→ **What the task requires**:
Nothing should appear in the answer except the lines from the one containing "pub mod senders;" through the end of the listing, repeated exactly.
↓↓↓
//! Flat-file stores
//!
//! - `senders`: ordered sender list (`sender.json`)
//! - `relay`: the global relay credentials (`sasl_config.json`)
//! - `secret`: encryption of credentials at rest

pub mod relay;
pub mod secret;
pub mod senders;

pub use relay::{RelayStore, RelaySummary};
pub use secret::{AeadCodec, SecretCodec};
pub use senders::{JsonSenderStore, Sender, SenderBook, SenderStore};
↑↑↑
→ **Answer box**:
pub mod senders;

pub use relay::{RelayStore, RelaySummary};
pub use secret::{AeadCodec, SecretCodec};
pub use senders::{JsonSenderStore, Sender, SenderBook, SenderStore};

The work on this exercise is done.